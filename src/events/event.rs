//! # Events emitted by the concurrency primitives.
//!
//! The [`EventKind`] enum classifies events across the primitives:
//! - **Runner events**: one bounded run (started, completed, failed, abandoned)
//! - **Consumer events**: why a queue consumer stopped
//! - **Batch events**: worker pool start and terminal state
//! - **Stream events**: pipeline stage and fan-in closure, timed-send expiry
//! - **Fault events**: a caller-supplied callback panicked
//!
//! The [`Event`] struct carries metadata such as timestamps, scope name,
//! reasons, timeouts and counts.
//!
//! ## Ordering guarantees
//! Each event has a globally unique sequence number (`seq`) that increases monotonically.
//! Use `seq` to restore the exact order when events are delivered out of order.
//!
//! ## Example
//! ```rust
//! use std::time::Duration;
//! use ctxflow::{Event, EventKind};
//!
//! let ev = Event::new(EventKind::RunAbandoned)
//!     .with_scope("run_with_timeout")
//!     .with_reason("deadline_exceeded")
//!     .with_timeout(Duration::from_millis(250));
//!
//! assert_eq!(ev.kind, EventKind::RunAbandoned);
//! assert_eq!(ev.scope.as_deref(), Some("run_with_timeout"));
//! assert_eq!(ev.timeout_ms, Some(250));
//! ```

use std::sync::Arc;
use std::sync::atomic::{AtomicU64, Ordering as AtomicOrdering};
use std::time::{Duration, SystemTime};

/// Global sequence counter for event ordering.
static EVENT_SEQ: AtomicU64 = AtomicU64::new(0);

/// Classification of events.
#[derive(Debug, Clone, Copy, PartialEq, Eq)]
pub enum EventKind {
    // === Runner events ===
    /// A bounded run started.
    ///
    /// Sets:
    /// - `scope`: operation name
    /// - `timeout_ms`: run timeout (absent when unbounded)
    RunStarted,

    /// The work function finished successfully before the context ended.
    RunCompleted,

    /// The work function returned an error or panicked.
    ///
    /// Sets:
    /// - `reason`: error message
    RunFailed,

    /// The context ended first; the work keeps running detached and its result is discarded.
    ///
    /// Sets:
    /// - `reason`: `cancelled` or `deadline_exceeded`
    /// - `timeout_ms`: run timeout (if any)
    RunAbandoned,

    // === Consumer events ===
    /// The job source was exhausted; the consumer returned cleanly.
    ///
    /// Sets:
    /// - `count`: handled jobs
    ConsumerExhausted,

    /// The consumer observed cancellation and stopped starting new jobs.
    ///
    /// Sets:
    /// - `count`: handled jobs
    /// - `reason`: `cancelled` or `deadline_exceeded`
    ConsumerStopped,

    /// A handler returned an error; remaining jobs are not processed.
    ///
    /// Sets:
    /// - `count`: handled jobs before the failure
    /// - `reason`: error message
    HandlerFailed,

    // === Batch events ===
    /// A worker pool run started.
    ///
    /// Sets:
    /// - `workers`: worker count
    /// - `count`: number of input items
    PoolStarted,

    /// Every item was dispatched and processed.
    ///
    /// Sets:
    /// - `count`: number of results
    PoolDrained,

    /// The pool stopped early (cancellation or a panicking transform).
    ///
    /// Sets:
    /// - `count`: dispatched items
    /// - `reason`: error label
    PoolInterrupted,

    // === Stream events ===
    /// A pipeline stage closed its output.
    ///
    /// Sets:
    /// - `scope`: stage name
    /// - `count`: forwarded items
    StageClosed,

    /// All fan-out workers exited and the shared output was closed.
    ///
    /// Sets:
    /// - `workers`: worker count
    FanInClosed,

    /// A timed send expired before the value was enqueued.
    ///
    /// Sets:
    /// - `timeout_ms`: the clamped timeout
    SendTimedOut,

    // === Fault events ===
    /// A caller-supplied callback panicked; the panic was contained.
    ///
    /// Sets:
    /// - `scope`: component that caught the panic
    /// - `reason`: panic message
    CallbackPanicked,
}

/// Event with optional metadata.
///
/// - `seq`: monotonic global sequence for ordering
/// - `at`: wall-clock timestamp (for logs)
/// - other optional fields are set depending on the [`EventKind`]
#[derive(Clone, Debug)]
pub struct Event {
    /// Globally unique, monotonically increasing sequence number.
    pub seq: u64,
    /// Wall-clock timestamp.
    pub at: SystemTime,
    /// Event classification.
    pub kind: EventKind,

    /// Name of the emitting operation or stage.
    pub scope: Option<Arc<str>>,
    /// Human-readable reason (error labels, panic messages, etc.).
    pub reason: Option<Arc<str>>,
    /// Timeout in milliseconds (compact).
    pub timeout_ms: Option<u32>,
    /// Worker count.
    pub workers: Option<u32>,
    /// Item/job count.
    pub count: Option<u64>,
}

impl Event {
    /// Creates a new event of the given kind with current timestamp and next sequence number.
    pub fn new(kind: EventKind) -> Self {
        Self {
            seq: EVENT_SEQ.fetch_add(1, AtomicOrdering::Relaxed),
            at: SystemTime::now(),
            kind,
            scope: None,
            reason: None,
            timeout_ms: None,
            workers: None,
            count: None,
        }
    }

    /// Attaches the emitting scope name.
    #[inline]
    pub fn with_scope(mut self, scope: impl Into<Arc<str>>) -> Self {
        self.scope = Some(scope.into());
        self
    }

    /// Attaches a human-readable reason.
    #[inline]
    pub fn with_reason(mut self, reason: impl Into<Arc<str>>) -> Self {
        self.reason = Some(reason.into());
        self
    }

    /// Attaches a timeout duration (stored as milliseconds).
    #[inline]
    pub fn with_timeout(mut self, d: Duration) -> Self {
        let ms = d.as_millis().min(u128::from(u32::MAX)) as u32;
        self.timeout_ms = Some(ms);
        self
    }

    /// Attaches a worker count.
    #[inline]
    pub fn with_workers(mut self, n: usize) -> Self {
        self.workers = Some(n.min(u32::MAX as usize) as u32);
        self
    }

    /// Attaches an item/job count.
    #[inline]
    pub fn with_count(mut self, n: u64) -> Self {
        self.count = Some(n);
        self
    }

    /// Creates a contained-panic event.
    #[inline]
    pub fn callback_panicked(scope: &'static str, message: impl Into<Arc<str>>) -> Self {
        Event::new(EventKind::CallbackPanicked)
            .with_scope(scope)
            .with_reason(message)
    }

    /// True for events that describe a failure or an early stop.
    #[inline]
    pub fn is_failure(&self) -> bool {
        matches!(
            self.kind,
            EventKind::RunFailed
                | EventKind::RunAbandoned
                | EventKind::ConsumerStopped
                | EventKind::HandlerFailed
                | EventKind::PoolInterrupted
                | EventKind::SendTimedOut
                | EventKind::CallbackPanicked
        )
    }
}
========================
§ HOW TO COMPLETE THIS TASK:
All lines of the listing holding the string "dispatched" must be returned, copied as they stand.

§ REPLY TO THE EXERCISE:
    /// Every item was dispatched and processed.
    /// - `count`: dispatched items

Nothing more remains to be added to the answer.